Been noticing the hilarious amount of press this week over a new study by something called the Kaiser Family Foundation, to the effect that the amount of sex on television these days is so prevalent that it's only a matter of time before the #1 rated network will be something like The Fisting Channel and, over on PBS, Bert and Ernie decide to come out. Kind of makes me think I might want to watch a few TV shows myself for a change. But then I know what would happen. I'd channel-surf for about two hours, think, Well, that was a waste of time, and go back to what I was doing beforehand.
Reading the study, you come across passages that make snarky phrases like "Way too much time on your hands, isn't there?" run laps across your mind.
The study found that 70% of all shows include some sexual content, and that these shows average 5.0 sexual scenes per hour, compared to 56% and 3.2 scenes per hour respectively in 1998, and 64% and 4.4 scenes per hour in 2002.
It occurs to me that sitting around meticulously timing sex scenes and working out mathematical percentages and stuff is not exactly what you're meant to be doing when you're watching them. I think the intended effect is meant to be, you know, a bit more visceral. I mean, how dweeby do you have to be to stopwatch this stuff? Good grief.
Anyway, I'm sure to the chagrin of the previously mentioned Parents Television Council (why do all the "ooo, sex is bad" groups have names with words in them like "Parents" and "Family"? — how do they think you're supposed to make a family!?), all this forniculatory copulational stuff cannot exactly be blamed for any increase in actual naughty behaviors. As the Washington Post reports:
In the slightly more than 1,000 shows scrutinized in the study, nearly 4,000 scenes had sexual content, compared with fewer than 2,000 in 1998, when the foundation started studying TV sex. And yet the rate of teen pregnancy in this country has plunged by about one-third during approximately the same time.

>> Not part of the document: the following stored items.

//! 验证辅助函数
//!
//! - ensure_device_id：设备 ID 非空

use crate::error::StorageError;

/// 验证设备 ID 非空。
pub fn ensure_device_id(device_id: &str) -> Result<(), StorageError> {
    if device_id.is_empty() {
        return Err(StorageError::new("device_id required"));
    }
    Ok(())
}
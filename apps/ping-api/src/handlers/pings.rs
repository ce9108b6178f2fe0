//! ping handlers
//!
//! - POST /{device_id}/{epoch_time} - 记录一次 ping
//! - GET /{device_id}/{date} - 查询某天（UTC）的 ping
//! - GET /{device_id}/{from}/{to} - 查询区间 `[from, to)` 的 ping
//!
//! `device_id = all` 表示全部设备，返回设备到 ping 数组的映射。
//!
//! 两段路径的 GET 与 POST 共用一条路由 `/{device_id}/{token}`：
//! GET 时 token 是日期，POST 时 token 是 epoch 秒。

use crate::AppState;
use crate::utils::response::{empty_array_bad_request, empty_bad_request, empty_ok, query_response};
use axum::{
    extract::{Path, State},
    response::Response,
};
use domain::{DeviceSelector, resolve_date, resolve_range};
use tracing::debug;

#[derive(serde::Deserialize)]
pub struct DeviceTokenPath {
    device_id: String,
    token: String,
}

#[derive(serde::Deserialize)]
pub struct RangePath {
    device_id: String,
    from: String,
    to: String,
}

/// 记录 ping
///
/// # 错误处理
///
/// - `400 BAD REQUEST`：epoch 不是整数、设备 ID 为保留值 `all`、存储写入失败
pub async fn post_ping(State(state): State<AppState>, Path(path): Path<DeviceTokenPath>) -> Response {
    match state.pings.record_ping(&path.device_id, &path.token).await {
        Ok(_) => empty_ok(),
        Err(err) => {
            debug!(target: "ping.api", device_id = %path.device_id, error = %err, "ping_rejected");
            empty_bad_request()
        }
    }
}

/// 单日查询
///
/// token 只接受 `YYYY-MM-DD`，窗口为当天 UTC 午夜到次日午夜。
pub async fn get_date(State(state): State<AppState>, Path(path): Path<DeviceTokenPath>) -> Response {
    let window = match resolve_date(&path.token) {
        Ok(window) => window,
        Err(err) => {
            debug!(target: "ping.api", error = %err, "date_rejected");
            return empty_array_bad_request();
        }
    };
    let selector = DeviceSelector::parse(&path.device_id);
    query_response(state.pings.query(&selector, window).await)
}

/// 区间查询
///
/// `from` / `to` 各自可以是日期或 epoch 秒；`to` 为日期时包含当天全天。
pub async fn get_range(State(state): State<AppState>, Path(path): Path<RangePath>) -> Response {
    let window = match resolve_range(&path.from, &path.to) {
        Ok(window) => window,
        Err(err) => {
            debug!(target: "ping.api", error = %err, "range_rejected");
            return empty_array_bad_request();
        }
    };
    let selector = DeviceSelector::parse(&path.device_id);
    query_response(state.pings.query(&selector, window).await)
}
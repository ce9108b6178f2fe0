//! 稳定的线上 JSON 契约。
//!
//! 查询接口的返回体按选择符不同而形态不同：
//! - 单设备：时间戳数组 `[1, 2, 3]`
//! - `all`：设备 ID 到时间戳数组的映射 `{"a": [1]}`
//!
//! 两种形态保持各自独立，不统一为同一结构，已有客户端依赖这一差异。

use serde::Serialize;
use std::collections::BTreeMap;

/// ping 查询返回体。
#[derive(Debug, Clone, PartialEq, Eq, Serialize)]
#[serde(untagged)]
pub enum PingsPayload {
    Pings(Vec<i64>),
    Devices(BTreeMap<String, Vec<i64>>),
}

impl PingsPayload {
    /// 空数组 `[]`，也是所有查询失败时的返回体。
    pub fn empty() -> Self {
        Self::Pings(Vec::new())
    }

    /// `all` 查询的返回体；没有任何设备命中时退化为 `[]`。
    pub fn from_devices(devices: BTreeMap<String, Vec<i64>>) -> Self {
        if devices.is_empty() {
            Self::empty()
        } else {
            Self::Devices(devices)
        }
    }
}

/// `GET /devices` 返回体。
pub type DeviceIdsPayload = Vec<String>;

/// 计数器快照返回结构。
#[derive(Debug, Clone, Copy, Serialize)]
#[serde(rename_all = "camelCase")]
pub struct MetricsSnapshotDto {
    pub pings_inserted: u64,
    pub pings_duplicate: u64,
    pub pings_rejected: u64,
    pub queries_served: u64,
    pub queries_rejected: u64,
    pub store_failures: u64,
}
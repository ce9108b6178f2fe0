use domain::{TimeWindow, WindowError, resolve_date, resolve_range};

// 2021-06-01T00:00:00Z / 2021-06-02T00:00:00Z
const JUNE_1: i64 = 1_622_505_600;
const JUNE_2: i64 = 1_622_592_000;

#[test]
fn single_date_covers_whole_day() {
    let window = resolve_date("2021-06-01").expect("window");
    assert_eq!(window, TimeWindow::new(JUNE_1, JUNE_2));
}

#[test]
fn single_date_rejects_epoch_token() {
    let err = resolve_date("1622505600").unwrap_err();
    assert_eq!(err, WindowError::InvalidTimeToken("1622505600".to_string()));
}

#[test]
fn range_of_dates_extends_end_by_one_day() {
    let window = resolve_range("2021-06-01", "2021-06-01").expect("window");
    assert_eq!(window, TimeWindow::new(JUNE_1, JUNE_2));
}

#[test]
fn range_with_raw_epoch_end_is_verbatim() {
    let window = resolve_range("2021-06-01", "1623200000").expect("window");
    assert_eq!(window.start, JUNE_1);
    assert_eq!(window.end, 1_623_200_000);
}

#[test]
fn range_with_raw_epoch_start_and_date_end() {
    let window = resolve_range("100", "2021-06-01").expect("window");
    assert_eq!(window, TimeWindow::new(100, JUNE_2));
}

#[test]
fn range_accepts_negative_epochs() {
    let window = resolve_range("-50", "-10").expect("window");
    assert_eq!(window, TimeWindow::new(-50, -10));
}

#[test]
fn range_rejects_garbage_tokens() {
    assert!(matches!(
        resolve_range("yesterday", "100"),
        Err(WindowError::InvalidTimeToken(token)) if token == "yesterday"
    ));
    assert!(matches!(
        resolve_range("100", "1.5"),
        Err(WindowError::InvalidTimeToken(token)) if token == "1.5"
    ));
}

#[test]
fn inverted_range_is_allowed() {
    let window = resolve_range("200", "100").expect("window");
    assert!(!window.contains(150));
}

#[test]
fn window_is_half_open() {
    let window = TimeWindow::new(100, 200);
    assert!(window.contains(100));
    assert!(window.contains(199));
    assert!(!window.contains(200));
    assert!(!window.contains(99));
}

So, I guess the "For God's sake, won't someone think of the children?" argument has been intercepted before it could even get off the line of scrimmage. Fact, folks: Television shows don't take normal, sensible, well-adjusted people of any age and reprogram them to do things they wouldn't otherwise do. Your kids are not hard disc drives into which TV shows can install viruses that corrupt their system software and make them stop operating properly. If your kid is going out having wanton irresponsible sex, you should forget about what may or may not be on TV, and take a good hard look at your own parenting skills.